=== GIVEN INFORMATION ===

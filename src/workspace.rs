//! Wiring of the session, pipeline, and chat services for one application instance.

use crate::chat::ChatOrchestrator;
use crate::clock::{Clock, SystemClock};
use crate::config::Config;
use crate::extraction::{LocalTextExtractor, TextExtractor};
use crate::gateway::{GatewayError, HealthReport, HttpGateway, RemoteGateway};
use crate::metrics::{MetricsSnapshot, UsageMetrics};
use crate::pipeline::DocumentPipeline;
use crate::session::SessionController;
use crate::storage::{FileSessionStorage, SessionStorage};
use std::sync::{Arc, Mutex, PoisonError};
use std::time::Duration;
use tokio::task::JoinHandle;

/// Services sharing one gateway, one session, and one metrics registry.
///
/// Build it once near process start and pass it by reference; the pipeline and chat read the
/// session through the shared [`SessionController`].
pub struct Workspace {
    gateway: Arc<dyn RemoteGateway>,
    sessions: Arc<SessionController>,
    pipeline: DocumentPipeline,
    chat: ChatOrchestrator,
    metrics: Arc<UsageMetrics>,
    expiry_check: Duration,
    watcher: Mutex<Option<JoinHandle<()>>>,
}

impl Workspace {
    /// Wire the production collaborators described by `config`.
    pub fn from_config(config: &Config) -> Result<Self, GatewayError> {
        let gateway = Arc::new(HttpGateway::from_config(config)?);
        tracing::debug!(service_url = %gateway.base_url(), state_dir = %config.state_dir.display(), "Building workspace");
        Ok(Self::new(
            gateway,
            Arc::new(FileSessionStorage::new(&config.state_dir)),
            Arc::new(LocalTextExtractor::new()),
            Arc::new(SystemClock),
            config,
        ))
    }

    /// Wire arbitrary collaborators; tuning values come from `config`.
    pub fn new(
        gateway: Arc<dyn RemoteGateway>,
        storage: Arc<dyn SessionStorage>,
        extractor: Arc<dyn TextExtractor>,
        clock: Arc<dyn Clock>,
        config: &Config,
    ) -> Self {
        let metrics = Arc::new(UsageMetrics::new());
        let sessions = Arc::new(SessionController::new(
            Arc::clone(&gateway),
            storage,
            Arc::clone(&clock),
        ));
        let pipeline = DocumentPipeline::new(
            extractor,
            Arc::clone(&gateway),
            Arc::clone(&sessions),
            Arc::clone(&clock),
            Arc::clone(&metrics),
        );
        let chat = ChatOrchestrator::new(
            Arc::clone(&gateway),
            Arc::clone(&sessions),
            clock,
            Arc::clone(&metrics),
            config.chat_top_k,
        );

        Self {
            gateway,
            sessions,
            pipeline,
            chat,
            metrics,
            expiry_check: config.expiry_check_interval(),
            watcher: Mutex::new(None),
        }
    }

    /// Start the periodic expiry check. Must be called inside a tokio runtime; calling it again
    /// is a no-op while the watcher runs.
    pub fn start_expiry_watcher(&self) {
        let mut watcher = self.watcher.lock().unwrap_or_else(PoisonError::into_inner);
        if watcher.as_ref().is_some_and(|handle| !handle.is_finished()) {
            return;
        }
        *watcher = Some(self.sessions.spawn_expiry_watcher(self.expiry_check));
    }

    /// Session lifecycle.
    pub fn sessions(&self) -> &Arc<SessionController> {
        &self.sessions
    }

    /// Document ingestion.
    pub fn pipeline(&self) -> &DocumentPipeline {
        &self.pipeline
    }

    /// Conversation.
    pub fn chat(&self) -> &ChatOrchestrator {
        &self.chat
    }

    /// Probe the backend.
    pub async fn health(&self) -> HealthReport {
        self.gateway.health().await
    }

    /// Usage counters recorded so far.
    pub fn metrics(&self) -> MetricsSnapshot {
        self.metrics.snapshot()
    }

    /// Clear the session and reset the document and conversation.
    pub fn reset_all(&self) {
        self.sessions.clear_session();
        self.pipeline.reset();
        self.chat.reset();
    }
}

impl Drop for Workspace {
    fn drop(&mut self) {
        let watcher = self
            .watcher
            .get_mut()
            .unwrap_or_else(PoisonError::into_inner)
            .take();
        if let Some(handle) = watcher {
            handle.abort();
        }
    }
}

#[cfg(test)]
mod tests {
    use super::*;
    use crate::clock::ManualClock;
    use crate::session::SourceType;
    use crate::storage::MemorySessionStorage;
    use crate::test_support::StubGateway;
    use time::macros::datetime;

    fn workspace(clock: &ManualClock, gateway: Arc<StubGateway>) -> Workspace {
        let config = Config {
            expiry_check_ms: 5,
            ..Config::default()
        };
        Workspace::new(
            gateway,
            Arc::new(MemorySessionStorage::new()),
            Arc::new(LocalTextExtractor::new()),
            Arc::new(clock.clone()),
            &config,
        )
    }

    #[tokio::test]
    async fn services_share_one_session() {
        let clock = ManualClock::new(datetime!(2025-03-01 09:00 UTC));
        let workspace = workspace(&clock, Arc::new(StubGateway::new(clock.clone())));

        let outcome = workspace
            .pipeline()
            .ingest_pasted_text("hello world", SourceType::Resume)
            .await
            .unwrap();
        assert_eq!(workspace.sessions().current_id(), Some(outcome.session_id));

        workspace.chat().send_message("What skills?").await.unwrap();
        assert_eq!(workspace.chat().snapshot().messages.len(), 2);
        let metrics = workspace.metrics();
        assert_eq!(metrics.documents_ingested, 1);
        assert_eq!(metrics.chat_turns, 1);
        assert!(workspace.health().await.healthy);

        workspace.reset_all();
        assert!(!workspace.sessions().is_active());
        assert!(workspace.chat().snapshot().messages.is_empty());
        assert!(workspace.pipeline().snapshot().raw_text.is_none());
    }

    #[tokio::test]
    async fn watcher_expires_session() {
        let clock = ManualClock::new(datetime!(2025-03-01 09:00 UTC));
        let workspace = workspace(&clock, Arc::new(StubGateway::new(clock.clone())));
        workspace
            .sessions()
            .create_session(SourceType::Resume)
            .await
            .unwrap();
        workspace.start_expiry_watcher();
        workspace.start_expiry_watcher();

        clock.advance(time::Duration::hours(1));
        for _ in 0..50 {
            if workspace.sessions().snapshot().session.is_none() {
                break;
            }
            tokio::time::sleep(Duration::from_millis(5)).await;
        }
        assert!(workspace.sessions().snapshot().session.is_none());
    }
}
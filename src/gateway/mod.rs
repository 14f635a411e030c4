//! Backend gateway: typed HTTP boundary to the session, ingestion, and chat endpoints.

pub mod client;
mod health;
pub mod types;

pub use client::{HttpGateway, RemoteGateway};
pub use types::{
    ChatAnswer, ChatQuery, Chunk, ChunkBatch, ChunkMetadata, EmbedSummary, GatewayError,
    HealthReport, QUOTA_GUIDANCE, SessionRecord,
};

===

TRY IT
The response must be an exact reproduction of all the entries.

EXERCISE ANSWER
filename src/workspace.rs
//! Wiring of the session, pipeline, and chat services for one application instance.

use crate::chat::ChatOrchestrator;
use crate::clock::{Clock, SystemClock};
use crate::config::Config;
use crate::extraction::{LocalTextExtractor, TextExtractor};
use crate::gateway::{GatewayError, HealthReport, HttpGateway, RemoteGateway};
use crate::metrics::{MetricsSnapshot, UsageMetrics};
use crate::pipeline::DocumentPipeline;
use crate::session::SessionController;
use crate::storage::{FileSessionStorage, SessionStorage};
use std::sync::{Arc, Mutex, PoisonError};
use std::time::Duration;
use tokio::task::JoinHandle;

/// Services sharing one gateway, one session, and one metrics registry.
///
/// Build it once near process start and pass it by reference; the pipeline and chat read the
/// session through the shared [`SessionController`].
pub struct Workspace {
    gateway: Arc<dyn RemoteGateway>,
    sessions: Arc<SessionController>,
    pipeline: DocumentPipeline,
    chat: ChatOrchestrator,
    metrics: Arc<UsageMetrics>,
    expiry_check: Duration,
    watcher: Mutex<Option<JoinHandle<()>>>,
}

impl Workspace {
    /// Wire the production collaborators described by `config`.
    pub fn from_config(config: &Config) -> Result<Self, GatewayError> {
        let gateway = Arc::new(HttpGateway::from_config(config)?);
        tracing::debug!(service_url = %gateway.base_url(), state_dir = %config.state_dir.display(), "Building workspace");
        Ok(Self::new(
            gateway,
            Arc::new(FileSessionStorage::new(&config.state_dir)),
            Arc::new(LocalTextExtractor::new()),
            Arc::new(SystemClock),
            config,
        ))
    }

    /// Wire arbitrary collaborators; tuning values come from `config`.
    pub fn new(
        gateway: Arc<dyn RemoteGateway>,
        storage: Arc<dyn SessionStorage>,
        extractor: Arc<dyn TextExtractor>,
        clock: Arc<dyn Clock>,
        config: &Config,
    ) -> Self {
        let metrics = Arc::new(UsageMetrics::new());
        let sessions = Arc::new(SessionController::new(
            Arc::clone(&gateway),
            storage,
            Arc::clone(&clock),
        ));
        let pipeline = DocumentPipeline::new(
            extractor,
            Arc::clone(&gateway),
            Arc::clone(&sessions),
            Arc::clone(&clock),
            Arc::clone(&metrics),
        );
        let chat = ChatOrchestrator::new(
            Arc::clone(&gateway),
            Arc::clone(&sessions),
            clock,
            Arc::clone(&metrics),
            config.chat_top_k,
        );

        Self {
            gateway,
            sessions,
            pipeline,
            chat,
            metrics,
            expiry_check: config.expiry_check_interval(),
            watcher: Mutex::new(None),
        }
    }

    /// Start the periodic expiry check. Must be called inside a tokio runtime; calling it again
    /// is a no-op while the watcher runs.
    pub fn start_expiry_watcher(&self) {
        let mut watcher = self.watcher.lock().unwrap_or_else(PoisonError::into_inner);
        if watcher.as_ref().is_some_and(|handle| !handle.is_finished()) {
            return;
        }
        *watcher = Some(self.sessions.spawn_expiry_watcher(self.expiry_check));
    }

    /// Session lifecycle.
    pub fn sessions(&self) -> &Arc<SessionController> {
        &self.sessions
    }

    /// Document ingestion.
    pub fn pipeline(&self) -> &DocumentPipeline {
        &self.pipeline
    }

    /// Conversation.
    pub fn chat(&self) -> &ChatOrchestrator {
        &self.chat
    }

    /// Probe the backend.
    pub async fn health(&self) -> HealthReport {
        self.gateway.health().await
    }

    /// Usage counters recorded so far.
    pub fn metrics(&self) -> MetricsSnapshot {
        self.metrics.snapshot()
    }

    /// Clear the session and reset the document and conversation.
    pub fn reset_all(&self) {
        self.sessions.clear_session();
        self.pipeline.reset();
        self.chat.reset();
    }
}

impl Drop for Workspace {
    fn drop(&mut self) {
        let watcher = self
            .watcher
            .get_mut()
            .unwrap_or_else(PoisonError::into_inner)
            .take();
        if let Some(handle) = watcher {
            handle.abort();
        }
    }
}

#[cfg(test)]
mod tests {
    use super::*;
    use crate::clock::ManualClock;
    use crate::session::SourceType;
    use crate::storage::MemorySessionStorage;
    use crate::test_support::StubGateway;
    use time::macros::datetime;

    fn workspace(clock: &ManualClock, gateway: Arc<StubGateway>) -> Workspace {
        let config = Config {
            expiry_check_ms: 5,
            ..Config::default()
        };
        Workspace::new(
            gateway,
            Arc::new(MemorySessionStorage::new()),
            Arc::new(LocalTextExtractor::new()),
            Arc::new(clock.clone()),
            &config,
        )
    }

    #[tokio::test]
    async fn services_share_one_session() {
        let clock = ManualClock::new(datetime!(2025-03-01 09:00 UTC));
        let workspace = workspace(&clock, Arc::new(StubGateway::new(clock.clone())));

        let outcome = workspace
            .pipeline()
            .ingest_pasted_text("hello world", SourceType::Resume)
            .await
            .unwrap();
        assert_eq!(workspace.sessions().current_id(), Some(outcome.session_id));

        workspace.chat().send_message("What skills?").await.unwrap();
        assert_eq!(workspace.chat().snapshot().messages.len(), 2);
        let metrics = workspace.metrics();
        assert_eq!(metrics.documents_ingested, 1);
        assert_eq!(metrics.chat_turns, 1);
        assert!(workspace.health().await.healthy);

        workspace.reset_all();
        assert!(!workspace.sessions().is_active());
        assert!(workspace.chat().snapshot().messages.is_empty());
        assert!(workspace.pipeline().snapshot().raw_text.is_none());
    }

    #[tokio::test]
    async fn watcher_expires_session() {
        let clock = ManualClock::new(datetime!(2025-03-01 09:00 UTC));
        let workspace = workspace(&clock, Arc::new(StubGateway::new(clock.clone())));
        workspace
            .sessions()
            .create_session(SourceType::Resume)
            .await
            .unwrap();
        workspace.start_expiry_watcher();
        workspace.start_expiry_watcher();

        clock.advance(time::Duration::hours(1));
        for _ in 0..50 {
            if workspace.sessions().snapshot().session.is_none() {
                break;
            }
            tokio::time::sleep(Duration::from_millis(5)).await;
        }
        assert!(workspace.sessions().snapshot().session.is_none());
    }
}
filename src/gateway/mod.rs
repository 14f635a411e030c4
//! Backend gateway: typed HTTP boundary to the session, ingestion, and chat endpoints.

pub mod client;
mod health;
pub mod types;

pub use client::{HttpGateway, RemoteGateway};
pub use types::{
    ChatAnswer, ChatQuery, Chunk, ChunkBatch, ChunkMetadata, EmbedSummary, GatewayError,
    HealthReport, QUOTA_GUIDANCE, SessionRecord,
};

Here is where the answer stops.